Some patients may not be able to afford this lens. Also related to
cost, some surgeons may not want to invest in the light delivery
device and may choose to refer the patient elsewhere for the
adjustment procedure, Dr. Olson said.
Trials
proceeding. Nick Mamalis, MD, professor of ophthalmology,
University of Utah, Salt Lake City, performed the animal studies for
this lens. “The light-adjustable lens showed excellent
biocompatibility up to six months postoperatively. It was equivalent
to that of a standard three-piece silicone IOL,” he said.
All
the clinical trials in humans to date have been done in Mexico by
Arturo Chayet, MD. According to Dr. Schwartz, trials will begin soon
at a second site in Barcelona, Spain, under the direction of Jose L.
Guell, MD, professor of ophthalmology and cornea at Universidad
Autónoma de Barcelona. FDA trials in the United States are expected
to be under way soon. Dr. Olson will be the medical monitor for
these trials.
Broad
Applications
According to Dr. Schwartz,
the technology will work with both acrylic and silicone lenses, but
the first commercial version of the lens will be in silicone.
Manufacturers are developing numerous lens designs for cataract
surgery and refractive lens procedures, and Dr. Schwartz noted that
all of these lenses will benefit from the new adjustability
technology, whether they are made of acrylic or silicone.
Adjustability would also be an advantage for patients who are
receiving phakic IOL implantation, he said.
“Our goal is to
make our adjustable lens material available for these various lens
designs,” he said, “so we can achieve better outcomes for all of our
patients.”
______________________________
Dr.
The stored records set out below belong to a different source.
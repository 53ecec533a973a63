//! Connection configuration.

use std::time::Duration;

use serde::Deserialize;

/// Environment variable overriding [`SqliteConfig::url`].
pub const DATABASE_URL_ENV: &str = "ROWCRAFT_DATABASE_URL";

/// Settings used by [`SqliteConnection::open`](crate::SqliteConnection::open).
///
/// Every field has a default, so a partial document deserializes:
///
/// ```rust
/// use rowcraft_sqlite::SqliteConfig;
///
/// let config: SqliteConfig = serde_json::from_str(r#"{ "url": "sqlite://app.db" }"#).unwrap();
/// assert_eq!(config.url, "sqlite://app.db");
/// assert!(config.create_if_missing);
/// assert_eq!(config.busy_timeout_ms, 5000);
/// ```
#[derive(Debug, Clone, PartialEq, Eq, Deserialize)]
#[serde(default)]
pub struct SqliteConfig {
    /// Database URL, e.g. `sqlite://app.db` or `sqlite::memory:`.
    pub url: String,
    /// Create the database file when it does not exist.
    pub create_if_missing: bool,
    /// Enforce foreign key constraints.
    pub foreign_keys: bool,
    /// How long a locked database is retried, in milliseconds.
    pub busy_timeout_ms: u64,
}

impl Default for SqliteConfig {
    fn default() -> Self {
        Self {
            url: String::from("sqlite::memory:"),
            create_if_missing: true,
            foreign_keys: true,
            busy_timeout_ms: 5000,
        }
    }
}

impl SqliteConfig {
    /// Default configuration on `url`.
    #[must_use]
    pub fn new(url: impl Into<String>) -> Self {
        Self {
            url: url.into(),
            ..Self::default()
        }
    }

    /// Default configuration, with the URL taken from
    /// `ROWCRAFT_DATABASE_URL` when set.
    #[must_use]
    pub fn from_env() -> Self {
        std::env::var(DATABASE_URL_ENV).map_or_else(|_| Self::default(), Self::new)
    }

    /// Busy timeout as a [`Duration`].
    #[must_use]
    pub const fn busy_timeout(&self) -> Duration {
        Duration::from_millis(self.busy_timeout_ms)
    }
}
Schwartz is founder
and chairman of Calhoun Vision. He holds stock in the company. Dr.
Chang is a consultant for AMO, consultant and U.S. medical monitor
for Visiogen, and has received educational travel support from
Alcon. He has a financial interest in Calhoun. Dr. Olson is a
consultant for AMO and is head of the medical advisory board for
Calhoun. He will be the medical monitor for the FDA studies of the
LAL. Dr. Mamalis performs contract studies for many lens
manufacturers, including Calhoun, but has no financial interest in
the LAL. Dr. Fine is a member of the Scientific Advisory Board for
Calhoun Vision; he receives no compensation as a member of that
board and has no financial interest in the company.